[Stored data]
※ ※ ※
//! Neighbour expansion shared by every transport mode.
//!
//! One expansion moves a vehicle off its current tile through the exit edge
//! of its trackdir.  In order of precedence:
//!
//! | Situation                               | Successors                          |
//! |-----------------------------------------|-------------------------------------|
//! | start node flagged `IGNORE_START_TILE`  | driveable trackdirs of the next tile |
//! | on a tunnel/bridge mouth, facing in     | same trackdir on the far mouth      |
//! | single-entry tile, not facing its exit  | reversed trackdir, same tile        |
//! | next tile off-map or not enterable      | road: reverse in place; else none   |
//! | next tile has no driveable trackdir     | road: reverse in place; else none   |
//! | otherwise                               | driveable trackdirs of the next tile |
//!
//! Trams count as rail-like here: they only turn back on a tram stub.

use tracing::trace;

use tp_core::{DiagDir, OrientedNode, Owner, TileIndex, Trackdir, TrackdirBits, TransportDescriptor, TransportType};
use tp_map::{Grid, StationKind, TileClass};
use tp_search::Step;

use crate::{NodeData, NodeFlags};

/// Push every successor of `current` onto `out`.
pub fn follow<G: Grid + ?Sized>(
    grid: &G,
    desc: &TransportDescriptor,
    forbid_90: bool,
    current: &Step<NodeData>,
    out: &mut Vec<OrientedNode>,
) {
    let src_tile = current.node.tile;
    let mut src_td = current.node.trackdir;
    let exitdir = src_td.exitdir();
    let can_turn_back = desc.transport == TransportType::Road && !desc.is_tram();
    let ignore_src = current.is_start() && current.data.flags.contains(NodeFlags::IGNORE_START_TILE);

    let (dst_tile, trackdirs) = if ignore_src {
        let dst = grid.tile_offset(src_tile, exitdir);
        if !dst.is_valid() {
            return;
        }
        (dst, driveable(grid, desc, forbid_90, dst, src_td))
    } else if let Some(tb) = grid.tunnel_bridge(src_tile).filter(|tb| tb.direction == exitdir) {
        (tb.other_end, TrackdirBits::single(src_td))
    } else if force_reverse(grid, desc, src_tile, exitdir) {
        (src_tile, TrackdirBits::single(src_td.reverse()))
    } else {
        let mut dst = grid.tile_offset(src_tile, exitdir);
        if !dst.is_valid() || !can_enter(grid, desc, dst, exitdir) {
            if !can_turn_back {
                return;
            }
            dst = src_tile;
            src_td = src_td.reverse();
        }
        let mut tds = driveable(grid, desc, forbid_90, dst, src_td);
        if tds.is_empty() {
            if !can_turn_back {
                return;
            }
            dst = src_tile;
            src_td = src_td.reverse();
            tds = driveable(grid, desc, forbid_90, dst, src_td);
        }
        (dst, tds)
    };

    for td in trackdirs.iter() {
        if desc.transport == TransportType::Rail && faces_one_way_signal(grid, dst_tile, td) {
            trace!(tile = %dst_tile, %td, "one-way signal from behind");
            continue;
        }
        out.push(OrientedNode::new(dst_tile, td));
    }
}

/// Trackdirs on `tile` a vehicle arriving on `from` (a trackdir of the
/// previous tile) may continue on.
pub fn driveable<G: Grid + ?Sized>(
    grid: &G,
    desc: &TransportDescriptor,
    forbid_90: bool,
    tile: TileIndex,
    from: Trackdir,
) -> TrackdirBits {
    let mut tds = grid.trackdirs(tile, desc) & from.reaches();
    if forbid_90 && desc.transport != TransportType::Road {
        tds &= !from.crosses();
    }
    tds
}

/// Whether a vehicle moving in `dir` may enter `tile` at all.
pub fn can_enter<G: Grid + ?Sized>(grid: &G, desc: &TransportDescriptor, tile: TileIndex, dir: DiagDir) -> bool {
    if grid.tunnel_bridge(tile).is_some_and(|tb| tb.direction != dir) {
        return false;
    }
    if !owner_allows(grid, desc.owner, tile, dir) {
        return false;
    }
    if desc.transport == TransportType::Rail && !grid.rail_type(tile).is_some_and(|rt| desc.rail_types.contains(rt)) {
        return false;
    }
    // Single-entry tiles are entered through their open edge only.
    grid.single_entry(tile, desc).is_none_or(|entry| entry == dir.reverse())
}

/// Private infrastructure may only be entered by its owner; public roads,
/// drive-through stops, water and buoys are open to everyone.
pub fn owner_allows<G: Grid + ?Sized>(grid: &G, owner: Owner, tile: TileIndex, enterdir: DiagDir) -> bool {
    let private = match grid.tile_class(tile) {
        TileClass::Rail => true,
        TileClass::Station => matches!(
            grid.station_at(tile).map(|s| s.kind),
            Some(StationKind::Rail { .. } | StationKind::RoadStop { drive_through: false, .. })
        ),
        TileClass::Road => {
            grid.is_depot(tile, TransportType::Road)
                || grid.level_crossing(tile).is_some_and(|road_axis| road_axis != enterdir.axis())
        }
        TileClass::TunnelBridge => grid.tunnel_bridge(tile).is_some_and(|tb| tb.transport == TransportType::Rail),
        TileClass::Clear | TileClass::Water => false,
    };
    !private || grid.owner_of(tile) == owner
}

/// A vehicle on a single-entry tile not heading for its exit must turn.
#[inline]
fn force_reverse<G: Grid + ?Sized>(grid: &G, desc: &TransportDescriptor, tile: TileIndex, exitdir: DiagDir) -> bool {
    grid.single_entry(tile, desc).is_some_and(|entry| entry != exitdir)
}

/// A one-way signal guards the opposite trackdir and nothing guards `td`.
#[inline]
fn faces_one_way_signal<G: Grid + ?Sized>(grid: &G, tile: TileIndex, td: Trackdir) -> bool {
    grid.signal(tile, td).is_none() && grid.signal(tile, td.reverse()).is_some_and(|s| s.kind.is_one_way())
}
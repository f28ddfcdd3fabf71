//! What a query is looking for.
//!
//! A [`TargetStrategy`] decides which nodes end the search and which tile
//! the heuristic aims at.  Returning `None` from [`aim`](TargetStrategy::aim)
//! turns the query into a uniform-cost search, which is what "nearest of
//! many" queries need.

use std::fmt;

use tp_core::{OrientedNode, StationId, TileIndex, Trackdir, TransportDescriptor, TransportType};
use tp_map::{Grid, RoadStopKind, StationKind};

pub trait TargetStrategy: fmt::Debug {
    fn is_end<G: Grid + ?Sized>(&self, grid: &G, desc: &TransportDescriptor, node: OrientedNode) -> bool;

    /// Tile the heuristic measures towards from `from`.
    fn aim<G: Grid + ?Sized>(&self, grid: &G, from: TileIndex) -> Option<TileIndex>;
}

// ── ExactTile ─────────────────────────────────────────────────────────────────

/// A specific tile, optionally on a specific trackdir.
#[derive(Copy, Clone, PartialEq, Eq, Debug)]
pub struct ExactTile {
    pub tile:     TileIndex,
    pub trackdir: Option<Trackdir>,
}

impl ExactTile {
    pub fn new(tile: TileIndex) -> Self {
        Self { tile, trackdir: None }
    }

    pub fn on_trackdir(tile: TileIndex, trackdir: Trackdir) -> Self {
        Self { tile, trackdir: Some(trackdir) }
    }
}

impl TargetStrategy for ExactTile {
    fn is_end<G: Grid + ?Sized>(&self, _grid: &G, _desc: &TransportDescriptor, node: OrientedNode) -> bool {
        node.tile == self.tile && self.trackdir.is_none_or(|td| td == node.trackdir)
    }

    #[inline]
    fn aim<G: Grid + ?Sized>(&self, _grid: &G, _from: TileIndex) -> Option<TileIndex> {
        Some(self.tile)
    }
}

// ── StationTarget ─────────────────────────────────────────────────────────────

/// Any suitable tile of a station.
///
/// Trains accept any platform tile.  Road vehicles need a road stop of the
/// requested kind, and articulated vehicles a drive-through one.  Ships
/// accept any tile of the station they can float on.
#[derive(Copy, Clone, PartialEq, Eq, Debug)]
pub struct StationTarget {
    pub station:     StationId,
    pub stop_kind:   Option<RoadStopKind>,
    pub articulated: bool,
}

impl StationTarget {
    pub fn new(station: StationId) -> Self {
        Self { station, stop_kind: None, articulated: false }
    }

    pub fn road_stop(station: StationId, kind: RoadStopKind, articulated: bool) -> Self {
        Self { station, stop_kind: Some(kind), articulated }
    }
}

impl TargetStrategy for StationTarget {
    fn is_end<G: Grid + ?Sized>(&self, grid: &G, desc: &TransportDescriptor, node: OrientedNode) -> bool {
        let Some(st) = grid.station_at(node.tile).filter(|st| st.station == self.station) else {
            return false;
        };
        match (desc.transport, st.kind) {
            (TransportType::Rail, StationKind::Rail { .. }) => true,
            (TransportType::Road, StationKind::RoadStop { kind, drive_through, .. }) => {
                self.stop_kind.is_none_or(|k| k == kind) && (drive_through || !self.articulated)
            }
            (TransportType::Water, _) => true,
            _ => false,
        }
    }

    /// Nearest point of the station's bounding rectangle.
    fn aim<G: Grid + ?Sized>(&self, grid: &G, from: TileIndex) -> Option<TileIndex> {
        grid.closest_station_tile(self.station, from)
    }
}

// ── AnyDepot ──────────────────────────────────────────────────────────────────

/// Any depot the vehicle may use.  Has no aim, so searches for it expand
/// breadth-first by cost.
#[derive(Copy, Clone, PartialEq, Eq, Debug, Default)]
pub struct AnyDepot;

impl TargetStrategy for AnyDepot {
    fn is_end<G: Grid + ?Sized>(&self, grid: &G, desc: &TransportDescriptor, node: OrientedNode) -> bool {
        grid.is_depot(node.tile, desc.transport)
            && (desc.transport == TransportType::Water || grid.owner_of(node.tile) == desc.owner)
    }

    #[inline]
    fn aim<G: Grid + ?Sized>(&self, _grid: &G, _from: TileIndex) -> Option<TileIndex> {
        None
    }
}
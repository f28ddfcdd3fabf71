//! `tp-search` — the transport-agnostic search engine.
//!
//! | Module      | Contents                                                   |
//! |-------------|------------------------------------------------------------|
//! | [`visited`] | `VisitedSet`: oriented node → best g, fixed-size arena     |
//! | [`aystar`]  | `AyStar` session, the `Problem` trait, `SearchStats`       |
//! | [`error`]   | `SearchError`, `SearchResult<T>`                           |
//!
//! A session is created per query, seeded with one or more starts and run
//! to completion.  Everything transport specific (which neighbours exist,
//! what a step costs, when the target is reached) comes from a [`Problem`].

pub mod aystar;
pub mod error;
pub mod visited;


pub use aystar::{AyStar, Problem, SearchConfig, SearchOutcome, SearchState, SearchStats, Step, Termination};
pub use error::{SearchError, SearchResult};
pub use visited::{Visit, VisitedSet};
//! Tile coordinates and bounds-checked tile arithmetic.
//!
//! # Encoding
//!
//! A [`TileIndex`] packs `(x, y)` as `y << 16 | x`.  The packing does not
//! depend on the map size, so `x()`/`y()` are free bit operations and the
//! index stays valid if a caller keeps it around while holding a different
//! map handle.  All arithmetic that could leave the map goes through
//! [`MapSize::offset`], which returns [`TileIndex::INVALID`] instead of
//! wrapping into an unrelated cell.
//!
//! Map dimensions are powers of two (`2^log_x × 2^log_y`), so bounds checks
//! are a mask test.

use std::fmt;

use crate::{DiagDir, TpError, TpResult};

// ── TileIndex ─────────────────────────────────────────────────────────────────

/// Opaque address of one map cell.
#[derive(Copy, Clone, PartialEq, Eq, Hash, PartialOrd, Ord, Debug)]
#[cfg_attr(feature = "serde", derive(serde::Serialize, serde::Deserialize))]
pub struct TileIndex(pub u32);

impl TileIndex {
    /// Sentinel for "off the map".  Never produced for a valid `(x, y)`
    /// because map sides are capped at `2^MapSize::MAX_LOG`.
    pub const INVALID: TileIndex = TileIndex(u32::MAX);

    /// Pack `(x, y)` without checking it against any map.
    #[inline(always)]
    pub const fn xy(x: u32, y: u32) -> TileIndex {
        TileIndex((y << 16) | (x & 0xFFFF))
    }

    #[inline(always)]
    pub fn x(self) -> u32 {
        self.0 & 0xFFFF
    }

    #[inline(always)]
    pub fn y(self) -> u32 {
        self.0 >> 16
    }

    #[inline(always)]
    pub fn is_valid(self) -> bool {
        self != Self::INVALID
    }

    /// Manhattan distance in tiles.
    #[inline]
    pub fn manhattan(self, other: TileIndex) -> u32 {
        self.x().abs_diff(other.x()) + self.y().abs_diff(other.y())
    }

    /// Chebyshev ("king move") distance in tiles.
    #[inline]
    pub fn chebyshev(self, other: TileIndex) -> u32 {
        self.x().abs_diff(other.x()).max(self.y().abs_diff(other.y()))
    }
}

impl Default for TileIndex {
    fn default() -> Self {
        Self::INVALID
    }
}

impl fmt::Display for TileIndex {
    fn fmt(&self, f: &mut fmt::Formatter<'_>) -> fmt::Result {
        if self.is_valid() {
            write!(f, "({}, {})", self.x(), self.y())
        } else {
            f.write_str("(invalid)")
        }
    }
}

// ── MapSize ───────────────────────────────────────────────────────────────────

/// Dimensions of a power-of-two map.
#[derive(Copy, Clone, PartialEq, Eq, Debug)]
#[cfg_attr(feature = "serde", derive(serde::Serialize, serde::Deserialize))]
pub struct MapSize {
    log_x: u8,
    log_y: u8,
}

impl MapSize {
    /// Smallest supported side: 2^2 = 4 tiles.
    pub const MIN_LOG: u8 = 2;
    /// Largest supported side: 2^15 tiles, keeping `INVALID` unreachable.
    pub const MAX_LOG: u8 = 15;

    /// A `2^log_x × 2^log_y` map.
    pub fn new(log_x: u8, log_y: u8) -> TpResult<Self> {
        for log in [log_x, log_y] {
            if !(Self::MIN_LOG..=Self::MAX_LOG).contains(&log) {
                return Err(TpError::Config(format!(
                    "map side 2^{log} outside 2^{}..=2^{}",
                    Self::MIN_LOG,
                    Self::MAX_LOG
                )));
            }
        }
        Ok(Self { log_x, log_y })
    }

    #[inline]
    pub fn width(self) -> u32 {
        1 << self.log_x
    }

    #[inline]
    pub fn height(self) -> u32 {
        1 << self.log_y
    }

    #[inline]
    pub fn tile_count(self) -> usize {
        (self.width() as usize) << self.log_y
    }

    #[inline]
    pub fn contains(self, tile: TileIndex) -> bool {
        tile.is_valid() && tile.x() & !(self.width() - 1) == 0 && tile.y() & !(self.height() - 1) == 0
    }

    /// Tile at `(x, y)`, or `INVALID` if outside the map.
    #[inline]
    pub fn tile(self, x: u32, y: u32) -> TileIndex {
        let t = TileIndex::xy(x, y);
        if x < self.width() && y < self.height() { t } else { TileIndex::INVALID }
    }

    /// Dense row-major position of `tile`, for per-tile `Vec` storage.
    #[inline]
    pub fn linear(self, tile: TileIndex) -> usize {
        ((tile.y() as usize) << self.log_x) | tile.x() as usize
    }

    /// The neighbour of `tile` one step in `dir`.
    ///
    /// Coordinates are computed with wrapping arithmetic and then masked
    /// against the map; anything that leaves the map (including stepping
    /// "below zero") is `INVALID`.
    #[inline]
    pub fn offset(self, tile: TileIndex, dir: DiagDir) -> TileIndex {
        if !self.contains(tile) {
            return TileIndex::INVALID;
        }
        let (dx, dy) = dir.offset();
        let x = tile.x().wrapping_add_signed(dx);
        let y = tile.y().wrapping_add_signed(dy);
        self.tile(x, y)
    }

    /// The tile `n` steps away from `tile` in `dir`, or `INVALID`.
    pub fn offset_n(self, tile: TileIndex, dir: DiagDir, n: u32) -> TileIndex {
        (0..n).try_fold(tile, |t, _| {
            let next = self.offset(t, dir);
            next.is_valid().then_some(next)
        })
        .unwrap_or(TileIndex::INVALID)
    }
}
※ ※ ※
* **ACTION ITEM**
Look above for the line with "pub mod error;" and the line with "pub fn y(self)". Write out those two lines and all the lines between them, exactly, and no others.

* **SOLUTION FOR THIS TASK**
pub mod error;
pub mod visited;


pub use aystar::{AyStar, Problem, SearchConfig, SearchOutcome, SearchState, SearchStats, Step, Termination};
pub use error::{SearchError, SearchResult};
pub use visited::{Visit, VisitedSet};
//! Tile coordinates and bounds-checked tile arithmetic.
//!
//! # Encoding
//!
//! A [`TileIndex`] packs `(x, y)` as `y << 16 | x`.  The packing does not
//! depend on the map size, so `x()`/`y()` are free bit operations and the
//! index stays valid if a caller keeps it around while holding a different
//! map handle.  All arithmetic that could leave the map goes through
//! [`MapSize::offset`], which returns [`TileIndex::INVALID`] instead of
//! wrapping into an unrelated cell.
//!
//! Map dimensions are powers of two (`2^log_x × 2^log_y`), so bounds checks
//! are a mask test.

use std::fmt;

use crate::{DiagDir, TpError, TpResult};

// ── TileIndex ─────────────────────────────────────────────────────────────────

/// Opaque address of one map cell.
#[derive(Copy, Clone, PartialEq, Eq, Hash, PartialOrd, Ord, Debug)]
#[cfg_attr(feature = "serde", derive(serde::Serialize, serde::Deserialize))]
pub struct TileIndex(pub u32);

impl TileIndex {
    /// Sentinel for "off the map".  Never produced for a valid `(x, y)`
    /// because map sides are capped at `2^MapSize::MAX_LOG`.
    pub const INVALID: TileIndex = TileIndex(u32::MAX);

    /// Pack `(x, y)` without checking it against any map.
    #[inline(always)]
    pub const fn xy(x: u32, y: u32) -> TileIndex {
        TileIndex((y << 16) | (x & 0xFFFF))
    }

    #[inline(always)]
    pub fn x(self) -> u32 {
        self.0 & 0xFFFF
    }

    #[inline(always)]
    pub fn y(self) -> u32 {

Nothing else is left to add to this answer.